Location of roots using Darboux property

Question

I was studying the Bisection method for root finding. It states that for a continuous function we can find out a root if it exists by the Intermediate value theorem.My question is why do we need Continuity of a function? Can't I just work with a function having just the intermediate value property without being continuous?

Answer 1

For the sake of completeness, we mention that a function is Darboux on an interval $I$ if it has the intermediate value property. That is, for any $a,b\in I$ with $a<b$ and for any $y$ between $f(a)$ and $f(b)$, there is a $c$ between $a$ and $b$ such that $y=f(c)$.

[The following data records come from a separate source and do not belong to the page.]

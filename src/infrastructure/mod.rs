pub mod error_logging;
pub mod filesystem;
pub mod logging;

pub use error_logging::{ErrorLogger, ErrorType};
pub use filesystem::{join_path, FileSystem, FsEntry, InMemoryFs, RealFs};
pub use logging::{Logger, LoggerTrait};
use std::io::{BufRead, Read};

use bstr::ByteSlice;

/// 默认的分块上限（字节）
pub const DEFAULT_CHUNK_LIMIT: usize = 8192;

/// 不区分大小写的文本匹配器
///
/// 文件按行分块读取，每块最多 `chunk_limit` 字节。超长的行会被截成多块，
/// 跨越截断点或跨行的匹配会漏掉；这是已知的近似行为，不是全文扫描。
/// 大小写折叠只处理 ASCII，内容按单字节文本对待。
#[derive(Debug, Clone)]
pub struct TextMatcher {
    needle: Vec<u8>,
    chunk_limit: usize,
}

impl TextMatcher {
    pub fn new(needle: &str, chunk_limit: usize) -> Self {
        Self {
            needle: needle.as_bytes().to_ascii_lowercase(),
            chunk_limit: chunk_limit.max(1),
        }
    }

    pub fn needle(&self) -> &[u8] {
        &self.needle
    }

    pub fn chunk_limit(&self) -> usize {
        self.chunk_limit
    }

    /// 找到第一处匹配后立即停止读取；读取出错视为不匹配
    pub fn contains_text<R: BufRead>(&self, mut reader: R) -> bool {
        let mut chunk = Vec::with_capacity(self.chunk_limit);

        loop {
            chunk.clear();
            let read = (&mut reader)
                .take(self.chunk_limit as u64)
                .read_until(b'\n', &mut chunk);

            match read {
                Ok(0) | Err(_) => return false,
                Ok(_) => {
                    chunk.make_ascii_lowercase();
                    if chunk.find(&self.needle).is_some() {
                        return true;
                    }
                }
            }
        }
    }
}
pub mod config;
pub mod controller;

pub use config::Config;
pub use controller::{
    Controller, ControllerError, ControllerEvent, ControllerState, Frontend, RelocationChoice,
    RunSummary,
};
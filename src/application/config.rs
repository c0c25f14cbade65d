use std::fs;
use std::path::Path;

use anyhow::{Context, Result};
use serde::{Deserialize, Serialize};

use crate::domain::classifier::{
    normalize_extension, ClassificationRules, DEFAULT_BINARY_EXTENSIONS, DEFAULT_TEXT_EXTENSIONS,
};
use crate::domain::file_walker::DEFAULT_PROGRESS_INTERVAL;
use crate::domain::matcher::DEFAULT_CHUNK_LIMIT;
use crate::domain::relocator::DEFAULT_MAX_COLLISION_SUFFIX;

/// 应用程序配置
#[derive(Debug, Clone, Default, Serialize, Deserialize)]
#[serde(default)]
pub struct Config {
    /// 扩展名分类配置
    pub classification: ClassificationConfig,
    /// 搜索相关配置
    pub search: SearchConfig,
    /// 搬移相关配置
    pub relocation: RelocationConfig,
    /// 显示相关配置
    pub display: DisplayConfig,
}

/// 扩展名分类配置
#[derive(Debug, Clone, Serialize, Deserialize)]
#[serde(default)]
pub struct ClassificationConfig {
    /// 参与搜索的文本扩展名
    pub text_extensions: Vec<String>,
    /// 明确跳过的二进制扩展名
    pub binary_extensions: Vec<String>,
}

/// 搜索配置
#[derive(Debug, Clone, Serialize, Deserialize)]
#[serde(default)]
pub struct SearchConfig {
    /// 每次读取的最大字节数（超长行会被截断）
    pub line_buffer_size: usize,
    /// 每搜索多少个文件报告一次进度
    pub progress_interval: u64,
}

/// 搬移配置
#[derive(Debug, Clone, Serialize, Deserialize)]
#[serde(default)]
pub struct RelocationConfig {
    /// 文件名冲突时尝试的最大后缀
    pub max_collision_suffix: u32,
}

/// 显示配置
#[derive(Debug, Clone, Serialize, Deserialize)]
#[serde(default)]
pub struct DisplayConfig {
    /// 是否使用颜色高亮
    pub color: bool,
}

impl Default for ClassificationConfig {
    fn default() -> Self {
        Self {
            text_extensions: DEFAULT_TEXT_EXTENSIONS.iter().map(|s| s.to_string()).collect(),
            binary_extensions: DEFAULT_BINARY_EXTENSIONS.iter().map(|s| s.to_string()).collect(),
        }
    }
}

impl Default for SearchConfig {
    fn default() -> Self {
        Self {
            line_buffer_size: DEFAULT_CHUNK_LIMIT,
            progress_interval: DEFAULT_PROGRESS_INTERVAL,
        }
    }
}

impl Default for RelocationConfig {
    fn default() -> Self {
        Self {
            max_collision_suffix: DEFAULT_MAX_COLLISION_SUFFIX,
        }
    }
}

impl Default for DisplayConfig {
    fn default() -> Self {
        Self { color: true }
    }
}

impl Config {
    /// 从配置文件加载配置，如果文件不存在则创建默认配置文件
    pub fn load_or_create(config_path: &Path) -> Result<Self> {
        if config_path.exists() {
            Self::load_from_file(config_path)
        } else {
            let config = Self::default();
            config.save_to_file(config_path)?;
            println!("已创建默认配置文件: {}", config_path.display());
            Ok(config)
        }
    }

    /// 从文件加载配置
    pub fn load_from_file(config_path: &Path) -> Result<Self> {
        let content = fs::read_to_string(config_path)
            .with_context(|| format!("无法读取配置文件: {}", config_path.display()))?;

        let config: Config = toml::from_str(&content)
            .with_context(|| format!("无法解析配置文件: {}", config_path.display()))?;

        config.validate()?;
        Ok(config)
    }

    /// 保存配置到文件
    pub fn save_to_file(&self, config_path: &Path) -> Result<()> {
        if let Some(parent) = config_path.parent() {
            fs::create_dir_all(parent)
                .with_context(|| format!("无法创建配置目录: {}", parent.display()))?;
        }

        let content = toml::to_string_pretty(self).context("无法序列化配置")?;

        fs::write(config_path, content)
            .with_context(|| format!("无法写入配置文件: {}", config_path.display()))?;

        Ok(())
    }

    /// 验证配置的有效性
    pub fn validate(&self) -> Result<()> {
        if self.search.line_buffer_size < 16 || self.search.line_buffer_size > 1024 * 1024 {
            anyhow::bail!("line_buffer_size 必须在 16-1048576 之间");
        }

        if self.search.progress_interval == 0 {
            anyhow::bail!("progress_interval 必须大于 0");
        }

        if self.relocation.max_collision_suffix == 0
            || self.relocation.max_collision_suffix > 100_000
        {
            anyhow::bail!("max_collision_suffix 必须在 1-100000 之间");
        }

        if self
            .classification
            .text_extensions
            .iter()
            .any(|ext| normalize_extension(ext).is_empty())
        {
            anyhow::bail!("text_extensions 不能包含空扩展名");
        }

        Ok(())
    }

    /// 根据配置构建分类规则
    pub fn classification_rules(&self) -> ClassificationRules {
        ClassificationRules::new(
            &self.classification.text_extensions,
            &self.classification.binary_extensions,
        )
    }
}

#[cfg(test)]
mod tests {
    use super::*;
    use tempfile::tempdir;

    #[test]
    fn test_default_config() {
        let config = Config::default();
        assert_eq!(config.search.line_buffer_size, 8192);
        assert_eq!(config.search.progress_interval, 100);
        assert_eq!(config.relocation.max_collision_suffix, 999);
        assert!(config.classification.text_extensions.contains(&"txt".to_string()));
        assert!(config.classification.binary_extensions.contains(&"png".to_string()));
        assert!(config.display.color);
    }

    #[test]
    fn test_partial_file_uses_defaults() {
        let config: Config = toml::from_str(
            r#"
            [search]
            progress_interval = 10

            [classification]
            text_extensions = [".RS", "toml"]
            "#,
        )
        .unwrap();

        assert_eq!(config.search.progress_interval, 10);
        assert_eq!(config.search.line_buffer_size, 8192);
        assert_eq!(config.relocation.max_collision_suffix, 999);

        let rules = config.classification_rules();
        assert!(rules.should_search("main.rs"));
        assert!(rules.should_search("Cargo.toml"));
        assert!(!rules.should_search("a.txt"));
        assert!(!rules.should_search("a.png"));
    }

    #[test]
    fn test_config_file_operations() {
        let temp_dir = tempdir().unwrap();
        let config_path = temp_dir.path().join("nested").join("config.toml");

        let created = Config::load_or_create(&config_path).unwrap();
        assert!(config_path.exists());

        let mut modified = created.clone();
        modified.relocation.max_collision_suffix = 5;
        modified.save_to_file(&config_path).unwrap();

        let loaded = Config::load_or_create(&config_path).unwrap();
        assert_eq!(loaded.relocation.max_collision_suffix, 5);
        assert_eq!(loaded.classification.text_extensions, created.classification.text_extensions);
    }

    #[test]
    fn test_config_validation() {
        let mut config = Config::default();
        assert!(config.validate().is_ok());

        config.search.line_buffer_size = 4;
        assert!(config.validate().is_err());

        config = Config::default();
        config.search.progress_interval = 0;
        assert!(config.validate().is_err());

        config = Config::default();
        config.relocation.max_collision_suffix = 0;
        assert!(config.validate().is_err());

        config = Config::default();
        config.classification.text_extensions.push(".".to_string());
        assert!(config.validate().is_err());
    }

    #[test]
    fn test_invalid_file_is_rejected() {
        let temp_dir = tempdir().unwrap();
        let config_path = temp_dir.path().join("bad.toml");
        fs::write(&config_path, "[search]\nprogress_interval = 0\n").unwrap();

        assert!(Config::load_from_file(&config_path).is_err());
    }
}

Continuous function are Darboux by the intermediate value theorem but there are discontinuous functions that are Darboux as well. One example is $$ f(x) = \begin{cases} \cos\left(\frac{2\pi}{x}\right) & x > 0 \\ -\cos\left(\frac{2\pi}{x}\right) & x < 0 \\ 1 & x = 0. \end{cases} $$ whose graph looks like so:

I think it's pretty easy to see that $f$ is Darboux. Also note that $$f\left(\pm \frac{1}{k}\right) = \pm 1$$ for all $k\in\mathbb N$.

Now, ff we apply the bisection method over the interval $[-1,1]$, we generate the following sequence of nested intervals: $$ \begin{aligned} I_0 & = [-1,1], \\ I_1 & = [-1,0], \\ I_2 & = \left[-\frac{1}{2},0\right], \: \: (\text{since } f(0) = 1) \\ \vdots & = \: \: \: \: \vdots \\ I_n & = \left[\frac{1}{2^{n-1}},0\right]. \end{aligned} $$

We can now see the problem pretty clearly. The bisection method will generate a nested sequence of intervals collapsing down to a point (zero in, this case) but, without continuity, that point need not be a root of the function.